Wow, satu yang bisa aku deskripsikan. Dia begitu suka warna biru, banyak action figure Sully karakter dari Monsters Inc dietalase pojok kamarnya. Dan juga, Ah, ada beberapa standing doll berbentuk semangka dimeja belajarnya.

“Gak nyangka banget lu sangar gini tapi ngoleksi semangka.” Celetukku sembari melangkah kearah etalase nya yang penuh dengan boneka semangka. “Kan aku udah pernah bilang sebelumnya. Gak tau kenapa sih, suka aja,” Jawabnya sembari menarik salah satu boneka semangka disofa depan ranjangnya dan memeluknya erat.

“Sini duduk.” Katanya sembari menepuk-nepuk bagian kosong sofa disampingnya. Aku menurut dan mendudukkan diri disampingnya, “Jadi?? Siapa namanya??” Aku bertanya.

Dia mengangkat alisnya dan menatapku lekat, “Siapa??”

“Pacar lu.”

“Listen Hon. Aku gak punya pacar,”

“Gak punya pacar tapi gebetan adakan???”

Dia terkekeh sebelum merangkulku, “Hahaha,”

“Mina.”

Aku menoleh dan menatapnya bingung. “Namanya Mina, kalau dibilang pacar sih bukan. Dibilang gebetan juga bukan soalnya aku gak sebegitu kepengennya jadi pacar dia.”

“Terus??? Friends with bennefits gitu??” Ku tanya.

Dia menggeleng, “Kalau kamu gimana??? Katanya kemarin diantar pulang sama cowok??? Pacarmu??”

Aku menghela nafas dan menggeleng. “Sebernya lu setuju gaksih sama pertunangan ini???”

“Kenapa nanya gitu??”

“Nggak sih. Soalnya kebanyakan cowok tuh kalau dijodohin suka nolak.”

Ia menggeleng, “Not me.”

“Aku pertama tau bakal dijodohin juga udah seneng, meskipun belum tau bentukkannya kaya apa.” Idih seenaknya aja kalau ngomong.

“Dihh??? Kalau aku jelek terus dibatalin gitu???”

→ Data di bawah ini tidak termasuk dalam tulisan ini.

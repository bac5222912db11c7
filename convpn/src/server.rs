//! The daemon side of the control socket: binds a `UnixListener`, accepts
//! one connection per request (write-then-EOF framing, mirroring the
//! synchronous client in `convpn_lib::socket`), and dispatches each
//! decoded [`Command`] against shared supervisor state.

use std::os::unix::fs::PermissionsExt;
use std::path::{Path, PathBuf};
use std::sync::{Arc, Mutex};
use std::time::SystemTime;

use tokio::io::{AsyncReadExt, AsyncWriteExt};
use tokio::net::{UnixListener, UnixStream};
use tokio_util::sync::CancellationToken;

use convpn_lib::command::{Command, Response, StatusResponse, SupervisorState};
use convpn_lib::dirs;
use convpn_lib::journal::Journal;
use convpn_lib::ovpn;
use convpn_lib::session::Session;

use crate::cleanup;
use crate::error::Error;
use crate::guardian;
use crate::iptables_ops::IptablesOps;
use crate::journal_handle::JournalHandle;
use crate::monitor::{self, Liveness};
use crate::net_ops::NetOps;
use crate::orchestrator::{self, ConnectParams};

pub struct SharedState<N, I> {
    pub net: N,
    pub ipt: I,
    pub ipt6: I,
    pub journal_path: PathBuf,
    pub locations_dir: PathBuf,
    pub config_path: PathBuf,
    pub state: Mutex<SupervisorState>,
    pub session: Mutex<Option<Arc<Mutex<Session>>>>,
    pub guardian_token: Mutex<Option<CancellationToken>>,
    pub block_doh: Mutex<bool>,
    pub block_lan: Mutex<bool>,
}

impl<N, I> SharedState<N, I> {
    pub fn new(net: N, ipt: I, ipt6: I, journal_path: PathBuf, locations_dir: PathBuf, config_path: PathBuf) -> Self {
        Self {
            net,
            ipt,
            ipt6,
            journal_path,
            locations_dir,
            config_path,
            state: Mutex::new(SupervisorState::Idle),
            session: Mutex::new(None),
            guardian_token: Mutex::new(None),
            block_doh: Mutex::new(false),
            block_lan: Mutex::new(false),
        }
    }
}

/// Probes whether a live daemon already owns `socket_path`, the way the
/// instance lock surfaces over IPC in addition to the pid-based journal
/// check: a `Ping` that gets a `Pong` means someone else is already bound.
pub async fn socket_already_live(socket_path: &Path) -> bool {
    let Ok(mut stream) = UnixStream::connect(socket_path).await else {
        return false;
    };
    let Ok(json) = serde_json::to_string(&Command::Ping) else {
        return false;
    };
    if stream.write_all(json.as_bytes()).await.is_err() {
        return false;
    }
    if stream.shutdown().await.is_err() {
        return false;
    }
    let mut buf = String::new();
    if stream.read_to_string(&mut buf).await.is_err() {
        return false;
    }
    matches!(serde_json::from_str::<Response>(&buf), Ok(Response::Pong))
}

pub async fn bind(socket_path: &Path) -> Result<UnixListener, Error> {
    if socket_path.exists() {
        let _ = tokio::fs::remove_file(socket_path).await;
    }
    if let Some(parent) = socket_path.parent() {
        tokio::fs::create_dir_all(parent).await?;
    }
    let listener = UnixListener::bind(socket_path)?;
    tokio::fs::set_permissions(socket_path, std::fs::Permissions::from_mode(0o700)).await?;
    Ok(listener)
}

pub async fn serve<N, I>(listener: UnixListener, state: Arc<SharedState<N, I>>)
where
    N: NetOps + 'static,
    I: IptablesOps + Send + Sync + 'static,
{
    loop {
        let Ok((stream, _addr)) = listener.accept().await else { continue };
        let state = state.clone();
        tokio::spawn(async move {
            if let Err(e) = handle_connection(stream, state).await {
                tracing::warn!(error = %e, "control socket connection failed");
            }
        });
    }
}

async fn handle_connection<N, I>(mut stream: UnixStream, state: Arc<SharedState<N, I>>) -> Result<(), Error>
where
    N: NetOps + 'static,
    I: IptablesOps + Send + Sync + 'static,
{
    let mut raw = String::new();
    stream.read_to_string(&mut raw).await?;
    let response = match serde_json::from_str::<Command>(&raw) {
        Ok(cmd) => dispatch(cmd, state).await,
        Err(e) => Response::Error(format!("malformed request: {e}")),
    };
    let json = serde_json::to_string(&response).unwrap_or_else(|_| "{\"Error\":\"serialization failed\"}".into());
    stream.write_all(json.as_bytes()).await?;
    stream.shutdown().await?;
    Ok(())
}

async fn dispatch<N, I>(cmd: Command, state: Arc<SharedState<N, I>>) -> Response
where
    N: NetOps + 'static,
    I: IptablesOps + Send + Sync + 'static,
{
    match cmd {
        Command::Ping => Response::Pong,
        Command::ListLocations => match ovpn::list_locations(&state.locations_dir).await {
            Ok(locations) => Response::Locations(locations.into_iter().map(|l| l.name).collect()),
            Err(e) => Response::Error(e.to_string()),
        },
        Command::Status => Response::Status(build_status(&state)),
        Command::SetFlags { doh_block, lan_block } => {
            if let Some(v) = doh_block {
                *state.block_doh.lock().unwrap() = v;
            }
            if let Some(v) = lan_block {
                *state.block_lan.lock().unwrap() = v;
            }
            Response::FlagsUpdated
        }
        Command::Connect { location } => {
            let mut current = state.state.lock().unwrap();
            if *current != SupervisorState::Idle {
                return Response::Error(format!("cannot connect while {}", *current));
            }
            *current = SupervisorState::Connecting;
            drop(current);
            tokio::spawn(run_connect(state.clone(), location));
            Response::Connecting
        }
        Command::Disconnect => {
            if let Some(token) = state.guardian_token.lock().unwrap().take() {
                token.cancel();
            }
            *state.state.lock().unwrap() = SupervisorState::Idle;
            *state.session.lock().unwrap() = None;
            Response::Disconnected
        }
    }
}

/// Drives a single connection attempt outside the request/response path:
/// the control socket gets `Connecting` immediately, and `Status` reflects
/// the outcome once the orchestrator finishes. On success, starts the
/// Guardian and hands the session to the reconnect loop; on failure, runs
/// Cleanup and returns to idle.
async fn run_connect<N, I>(state: Arc<SharedState<N, I>>, location: String)
where
    N: NetOps + 'static,
    I: IptablesOps + Send + Sync + 'static,
{
    let outcome = attempt_connect(&state, &location).await;
    match outcome {
        Ok(session) => {
            let session = Arc::new(Mutex::new(session));
            *state.session.lock().unwrap() = Some(session.clone());
            *state.state.lock().unwrap() = SupervisorState::Up;
            start_guardian(&state, session.clone());
            run_monitor_loop(state, session).await;
        }
        Err(e) => {
            tracing::warn!(error = %e, location = %location, "connection attempt failed");
            let journal = Journal::load_opt(&state.journal_path).await.unwrap_or_else(|| Journal::new(std::process::id()));
            let _ = cleanup::run(&state.net, &state.ipt, &state.ipt6, &journal, true).await;
            let _ = Journal::delete(&state.journal_path).await;
            *state.state.lock().unwrap() = SupervisorState::Idle;
        }
    }
}

async fn attempt_connect<N, I>(state: &Arc<SharedState<N, I>>, location: &str) -> Result<Session, Error>
where
    N: NetOps + 'static,
    I: IptablesOps + Send + Sync + 'static,
{
    let locations = ovpn::list_locations(&state.locations_dir).await.map_err(|e| Error::General(e.to_string()))?;
    let found = ovpn::find_location(&locations, location).map_err(|e| Error::General(e.to_string()))?;
    let log_path = dirs::cache_dir("openvpn.log").map_err(|e| Error::General(e.to_string()))?;
    let mut journal = JournalHandle::new(state.journal_path.clone(), Journal::new(std::process::id()));

    let config = convpn_lib::config::read(&state.config_path).await.map_err(|e| Error::General(e.to_string()))?;
    let credentials = match &config.credentials {
        Some(encrypted) => Some(encrypted.decrypt().map_err(|e| Error::General(e.to_string()))?),
        None => None,
    };

    let params = ConnectParams {
        location: found,
        credentials: credentials.as_ref(),
        log_path,
        block_doh: *state.block_doh.lock().unwrap(),
        block_lan: *state.block_lan.lock().unwrap(),
    };
    orchestrator::connect(&state.net, &state.ipt, &state.ipt6, &mut journal, &params, None).await
}

/// Starts (or restarts) the Guardian against the given session, recording
/// its cancellation token so `Disconnect` and the reconnect loop can stop it.
fn start_guardian<N, I>(state: &Arc<SharedState<N, I>>, session: Arc<Mutex<Session>>)
where
    N: NetOps + 'static,
    I: IptablesOps + Send + Sync + 'static,
{
    let token = CancellationToken::new();
    *state.guardian_token.lock().unwrap() = Some(token.clone());
    let state = state.clone();
    tokio::spawn(async move { guardian::run(&state.net, session, token).await });
}

/// Reconnect loop: on a negative liveness result, tears down and retries
/// the same location via the orchestrator; on a failed retry, fails closed.
async fn run_monitor_loop<N, I>(state: Arc<SharedState<N, I>>, session: Arc<Mutex<Session>>)
where
    N: NetOps + 'static,
    I: IptablesOps + Send + Sync + 'static,
{
    let location = session.lock().unwrap().location.clone();
    loop {
        let token = state.guardian_token.lock().unwrap().clone().unwrap_or_default();
        let liveness = monitor::run_until_negative(&state.net, session.clone(), token.clone()).await;
        if token.is_cancelled() {
            return;
        }
        match liveness {
            Ok(Liveness::Alive) => return,
            Ok(bad) => tracing::warn!(?bad, "monitor detected a degraded tunnel, reconnecting"),
            Err(e) => tracing::warn!(error = %e, "monitor loop error, reconnecting"),
        }

        if let Some(token) = state.guardian_token.lock().unwrap().take() {
            token.cancel();
        }
        *state.state.lock().unwrap() = SupervisorState::Reconnecting;

        let journal = Journal::load_opt(&state.journal_path).await.unwrap_or_else(|| Journal::new(std::process::id()));
        let _ = cleanup::run(&state.net, &state.ipt, &state.ipt6, &journal, false).await;
        let _ = Journal::delete(&state.journal_path).await;

        match attempt_connect(&state, &location).await {
            Ok(new_session) => {
                session.lock().unwrap().record_reconnection();
                *session.lock().unwrap() = new_session;
                *state.state.lock().unwrap() = SupervisorState::Up;
                start_guardian(&state, session.clone());
            }
            Err(e) => {
                tracing::error!(error = %e, "reconnect failed, failing closed");
                let journal = Journal::load_opt(&state.journal_path).await.unwrap_or_else(|| Journal::new(std::process::id()));
                let _ = cleanup::run(&state.net, &state.ipt, &state.ipt6, &journal, true).await;
                let _ = Journal::delete(&state.journal_path).await;
                *state.state.lock().unwrap() = SupervisorState::FailClosed;
                return;
            }
        }
    }
}

fn build_status<N, I>(state: &SharedState<N, I>) -> StatusResponse {
    let supervisor_state = *state.state.lock().unwrap();
    let session_guard = state.session.lock().unwrap();
    let session = session_guard.as_ref().map(|s| s.lock().unwrap().clone());
    let journal = std::fs::read(&state.journal_path).ok().and_then(|b| serde_json::from_slice::<Journal>(&b).ok());

    StatusResponse {
        state: supervisor_state,
        location: session.as_ref().map(|s| s.location.clone()),
        uptime_secs: session.as_ref().map(|s| s.uptime(SystemTime::now()).as_secs()),
        expected_public_ip: session.as_ref().map(|s| s.expected_public_ip.clone()),
        forwarded_port: session.as_ref().and_then(|s| match &s.forwarded_port {
            convpn_lib::session::ForwardedPort::Known(p) => Some(p.clone()),
            _ => None,
        }),
        reconnections: session.as_ref().map(|s| s.reconnections).unwrap_or(0),
        corrections: session.as_ref().map(|s| s.corrections).unwrap_or(0),
        guardian_high_alert: session.as_ref().map(|s| s.guardian_high_alert(SystemTime::now())).unwrap_or(false),
        journal,
    }
}
//! Persisted record of every host mutation the supervisor has applied.
//!
//! The journal is the single source of truth for crash recovery: every
//! mutator writes its key here *before* touching host state, so a crash
//! between the two leaves a recipe for undoing exactly what was started.
//! Keys are never deleted except by a full teardown.

use serde::{Deserialize, Serialize};
use thiserror::Error;

use std::collections::HashMap;
use std::io;
use std::path::{Path, PathBuf};

#[derive(Debug, Error)]
pub enum Error {
    #[error("IO error writing journal at `{path}`: {source}")]
    Write { path: PathBuf, source: io::Error },
    #[error("IO error reading journal at `{path}`: {source}")]
    Read { path: PathBuf, source: io::Error },
    #[error("journal at `{path}` is corrupt: {source}")]
    Corrupt { path: PathBuf, source: serde_json::Error },
    #[error("failed serializing journal: {0}")]
    Serialize(#[from] serde_json::Error),
}

/// A single recognized mutation key. Kept as a typed enum (rather than raw
/// strings) so a typo cannot silently create a new, unrecovered key.
#[derive(Clone, Copy, Debug, Serialize, Deserialize, PartialEq, Eq, Hash)]
#[serde(rename_all = "snake_case")]
pub enum Action {
    PhysicalInterface,
    TunDevice,
    NmConnection,
    NmOriginalState,
    VpnStarted,
    FirewallIface,
    UfwWasActive,
    DohBlocked,
    DnsApplied,
    ResolvedBackend,
    ResolvLocked,
    BackupCreated,
}

#[derive(Clone, Debug, Default, Serialize, Deserialize)]
pub struct Journal {
    pub pid: u32,
    pub actions: HashMap<Action, serde_json::Value>,
}

/// A read-only view of the journal suitable for exposing over the control
/// socket without handing out the live mutable map.
pub type JournalSnapshot = Journal;

impl Journal {
    pub fn new(pid: u32) -> Self {
        Self { pid, actions: HashMap::new() }
    }

    pub fn set<T: Serialize>(&mut self, action: Action, value: T) -> Result<(), Error> {
        let v = serde_json::to_value(value)?;
        self.actions.insert(action, v);
        Ok(())
    }

    pub fn get<T: for<'de> Deserialize<'de>>(&self, action: Action) -> Option<T> {
        self.actions.get(&action).and_then(|v| serde_json::from_value(v.clone()).ok())
    }

    pub fn contains(&self, action: Action) -> bool {
        self.actions.contains_key(&action)
    }

    /// Writes the journal atomically: serialize to a temp file in the same
    /// directory, then rename over the destination. A crash mid-write never
    /// leaves a torn journal — it leaves either the old file or the new one.
    pub async fn save(&self, path: &Path) -> Result<(), Error> {
        let json = serde_json::to_vec_pretty(self)?;
        let tmp = path.with_extension("tmp");
        tokio::fs::write(&tmp, &json)
            .await
            .map_err(|source| Error::Write { path: tmp.clone(), source })?;
        tokio::fs::rename(&tmp, path)
            .await
            .map_err(|source| Error::Write { path: path.to_path_buf(), source })
    }

    /// Loads a journal from disk. A missing file is not an error at this
    /// layer — callers distinguish "absent" from "present" via `load_opt`.
    pub async fn load(path: &Path) -> Result<Self, Error> {
        let bytes = tokio::fs::read(path)
            .await
            .map_err(|source| Error::Read { path: path.to_path_buf(), source })?;
        serde_json::from_slice(&bytes).map_err(|source| Error::Corrupt { path: path.to_path_buf(), source })
    }

    /// Loads a journal if present; treats both "file missing" and "file
    /// corrupt" as no journal to adopt, since a torn write looks the same
    /// as never having written at all.
    pub async fn load_opt(path: &Path) -> Option<Self> {
        match Self::load(path).await {
            Ok(j) => Some(j),
            Err(Error::Read { .. }) | Err(Error::Corrupt { .. }) => None,
            Err(_) => None,
        }
    }

    pub async fn delete(path: &Path) -> Result<(), Error> {
        match tokio::fs::remove_file(path).await {
            Ok(()) => Ok(()),
            Err(e) if e.kind() == io::ErrorKind::NotFound => Ok(()),
            Err(source) => Err(Error::Write { path: path.to_path_buf(), source }),
        }
    }
}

Dia tertertawa, aku sampai speechless. Ganteng banget.

“Nggak bakalan lah. Buktinya kamu cantik.”

Anjir. Ku tepuk pahanya dengan keras, bisa-bisanya menggombal disituasi kaya begini. “Gombal.”

“No. Bukan gombal, kamu emang cantik.”

Aku mengangguk sajalah biar cepet kelar. Namun cowok disampingku kini mengubah duduknya menjadi menatapku, aku mengangkat sebelah alis tak paham. “Ngapain?????”

“Besok aku antar mau??”

Aku refleks menggeleng, “Nggak lah. Nanti kalau lu anterin jadi gabisa dapet cowok guenya.”

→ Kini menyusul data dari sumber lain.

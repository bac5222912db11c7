//! Keeps the root privilege the supervisor was started with from expiring
//! mid-session by periodically touching the sudo timestamp, the way long
//! running privileged daemons avoid being re-prompted for a password.

use std::time::Duration;

use tokio::process::Command;
use tokio_util::sync::CancellationToken;

use convpn_lib::shell_command_ext::{Logs, ShellCommandExt};

pub const INTERVAL: Duration = Duration::from_secs(60);

/// Runs `sudo -v` on a fixed interval until cancelled. A single failed
/// refresh is not fatal — it's logged and retried next tick.
pub async fn run(token: CancellationToken) {
    loop {
        tokio::select! {
            _ = token.cancelled() => return,
            _ = tokio::time::sleep(INTERVAL) => {}
        }

        if let Err(e) = Command::new("sudo").arg("-v").run_stdout(Logs::Suppress).await {
            tracing::warn!(error = %e, "sudo timestamp refresh failed");
        }
    }
}

#[cfg(test)]
mod tests {
    use super::*;

    #[tokio::test]
    async fn stops_promptly_once_cancelled() {
        let token = CancellationToken::new();
        let inner = token.clone();
        let handle = tokio::spawn(async move { run(inner).await });

        token.cancel();
        let result = tokio::time::timeout(Duration::from_secs(1), handle).await;
        assert!(result.is_ok(), "sudo keeper should join promptly after cancellation");
    }
}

“Yaudah sih. Kan masih ada aku disini,”

“Ck. Beda, aku mau ngerasain rasanya pacaran tau. Bukan sama Villion Martin of course.”

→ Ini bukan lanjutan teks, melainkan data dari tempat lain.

//! The Connection Orchestrator: drives a location from a cold journal to a
//! verified, monitored tunnel. Each state transition emits a [`Event`] on an
//! internal channel so the control socket can report live progress without
//! polling internal state.

use std::path::{Path, PathBuf};
use std::time::Duration;

use tokio::sync::mpsc;

use convpn_lib::credentials::Credentials;
use convpn_lib::introspect;
use convpn_lib::journal::{Action, Journal};
use convpn_lib::ovpn::Location;
use convpn_lib::session::{ForwardedPort, Session};

use crate::error::Error;
use crate::iptables_ops::IptablesOps;
use crate::journal_handle::JournalHandle;
use crate::mutators;
use crate::mutators::firewall::KillSwitchParams;
use crate::net_ops::NetOps;
use crate::netcheck;
use crate::openvpn;

const CONNECT_TIMEOUT: Duration = Duration::from_secs(20);
const CONNECT_ATTEMPTS: u32 = 3;
const RETRY_BACKOFF: Duration = Duration::from_secs(10);
const IP_VERIFY_ROUNDS: u32 = 3;
const IP_VERIFY_GAP: Duration = Duration::from_secs(5);

#[derive(Clone, Debug)]
pub enum Event {
    Progress(String),
    Setback(String),
}

pub struct ConnectParams<'a> {
    pub location: &'a Location,
    pub credentials: Option<&'a Credentials>,
    pub log_path: PathBuf,
    pub block_doh: bool,
    pub block_lan: bool,
}

fn emit(events: Option<&mpsc::UnboundedSender<Event>>, event: Event) {
    if let Some(tx) = events {
        let _ = tx.send(event);
    }
}

/// Runs the full PREPARE → LAUNCH → POST_UP → VERIFIED → UP sequence.
/// On any named failure mode, returns `Err` without attempting cleanup
/// itself — the caller decides whether to invoke Cleanup with
/// `vpn_started` as the failure scope.
pub async fn connect(
    net: &impl NetOps,
    ipt4: &impl IptablesOps,
    ipt6: &impl IptablesOps,
    journal: &mut JournalHandle,
    params: &ConnectParams<'_>,
    events: Option<&mpsc::UnboundedSender<Event>>,
) -> Result<Session, Error> {
    emit(events, Event::Progress("acquiring baseline public IP".into()));
    let original_public_ip = netcheck::public_ip().await.unwrap_or_default();

    emit(events, Event::Progress("neutralizing managed connection".into()));
    let device_status = net.nmcli_device_status().await?;
    let (physical_iface, connection) = introspect::main_managed_connection(&device_status).ok_or(Error::NoInterface)?;
    mutators::neutralize_connection(net, journal, &connection).await?;
    journal.set(Action::PhysicalInterface, &physical_iface).await?;

    emit(events, Event::Progress("launching tunnel".into()));
    let (log, tunnel_pid) = launch_with_retries(params.location, &params.log_path, params.credentials).await?;
    journal.set(Action::VpnStarted, true).await?;

    emit(events, Event::Progress("applying pushed DNS".into()));
    let tun_device = introspect::tun_interface(&log).ok_or(Error::NoInterface)?;
    let pushed_dns: Vec<String> = introspect::pushed_dns_servers(&log).iter().map(ToString::to_string).collect();
    mutators::apply_dns(net, journal, &tun_device, &pushed_dns).await?;

    emit(events, Event::Progress("installing kill switch".into()));
    let remote = introspect::remote_endpoint(&log).ok_or(Error::NoRemoteEndpoint)?;
    let route_table = net.ip_route_show_all().await?;
    let local_subnet = introspect::local_subnet(&route_table, &physical_iface);
    let kill_switch_params = KillSwitchParams {
        physical_iface: &physical_iface,
        tun_iface: &tun_device,
        remote_ip: &remote.ip,
        local_subnet: local_subnet.as_deref(),
        block_lan: params.block_lan,
        block_doh: params.block_doh,
    };
    mutators::install_kill_switch(net, ipt4, ipt6, journal, &kill_switch_params).await?;

    emit(events, Event::Progress("installing tunnel default route".into()));
    mutators::install_default_route(net, &tun_device).await?;

    emit(events, Event::Progress("verifying reachability".into()));
    if !net.ping(&remote.ip).await {
        emit(events, Event::Setback("ping reachability check failed".into()));
        return Err(Error::NoRemoteEndpoint);
    }

    emit(events, Event::Progress("verifying public IP changed".into()));
    let (expected_public_ip, dns_fallback_active) =
        verify_public_ip_changed(net, journal, &tun_device, &pushed_dns, &original_public_ip).await?;

    let internal_ip = introspect::internal_ip(&log).unwrap_or_default();
    emit(events, Event::Progress("querying port-forward status".into()));
    let forwarded_port = netcheck::forwarded_port(&internal_ip).await;

    let mut session = Session::new(params.location.name.clone(), original_public_ip, expected_public_ip, internal_ip);
    session.forwarded_port = forwarded_port;
    session.dns_fallback_active = dns_fallback_active;
    session.tunnel_pid = tunnel_pid;
    Ok(session)
}

/// Returns the tunnel's log contents and OS pid once `wait_for_up`
/// confirms the tunnel came up. The `Child` handle itself is dropped on
/// success; liveness is checked by pid from then on, and termination goes
/// through `net.killall` in Cleanup rather than `Child::kill`.
async fn launch_with_retries(location: &Location, log_path: &Path, credentials: Option<&Credentials>) -> Result<(String, u32), Error> {
    let mut last_err = None;
    for attempt in 1..=CONNECT_ATTEMPTS {
        let mut tunnel = openvpn::spawn(&location.path, log_path, credentials).await?;
        let pid = tunnel.child.id().unwrap_or_default();
        match openvpn::wait_for_up(log_path, CONNECT_TIMEOUT).await {
            Ok(log) => return Ok((log, pid)),
            Err(e) => {
                let _ = tunnel.child.kill().await;
                last_err = Some(e);
                if attempt < CONNECT_ATTEMPTS {
                    tokio::time::sleep(RETRY_BACKOFF).await;
                }
            }
        }
    }
    let _ = last_err;
    Err(Error::AllAttemptsFailed(CONNECT_ATTEMPTS))
}

/// Three rounds of public-IP verification with a DNS-fallback retry on the
/// final failure: prepend a public resolver, retry once, then restore.
async fn verify_public_ip_changed(
    net: &impl NetOps,
    journal: &mut JournalHandle,
    tun_device: &str,
    pushed_dns: &[String],
    original: &str,
) -> Result<(String, bool), Error> {
    for round in 0..IP_VERIFY_ROUNDS {
        if let Ok(observed) = netcheck::public_ip().await {
            if netcheck::assert_ip_changed(original, &observed).is_ok() {
                return Ok((observed, false));
            }
        }
        if round + 1 < IP_VERIFY_ROUNDS {
            tokio::time::sleep(IP_VERIFY_GAP).await;
        }
    }

    let mut fallback_servers = vec!["1.1.1.1".to_string()];
    fallback_servers.extend(pushed_dns.iter().cloned());
    mutators::resolvconf::lock_resolv_conf(journal, &fallback_servers).await?;
    let retried = netcheck::public_ip().await;
    mutators::resolvconf::restore_resolv_conf(&journal.journal).await?;

    match retried {
        Ok(observed) if netcheck::assert_ip_changed(original, &observed).is_ok() => {
            net.resolvectl_flush_caches().await.ok();
            let _ = tun_device;
            Ok((observed, true))
        }
        _ => Err(Error::PublicIpUnchanged),
    }
}

#[cfg(test)]
mod tests {
    use super::*;

    #[test]
    fn event_variants_are_constructible() {
        let _ = Event::Progress("x".into());
        let _ = Event::Setback("y".into());
    }
}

Kulihat ia mengerutkan kening, “Why??? Aku segitu jeleknya??”

Hahaha lihat cowok ini, merendah untuk meroket terus terusan. Aku terkekeh sebelum mendekat kearahnya dan memegang rahangnya yang tajam.

“Ah lu mah, merendah untuk meroket mulu.” Sejenak aku menatapnya yang hampir mendekati sempurna itu. Kutatap dia yang juga menatapku, namun lama kelamaan dia memajukan wajahnya. Refleks kubekap mulutnya dan aku sentil jidatnya yang sekarang sudah tidak tertutup rambutnya karena ku pakaikan jedai milikku.

“Upsss. Not today.” Kataku sembari mengerling dan tertawa melihat ekspresinya yang sulit dijelaskan.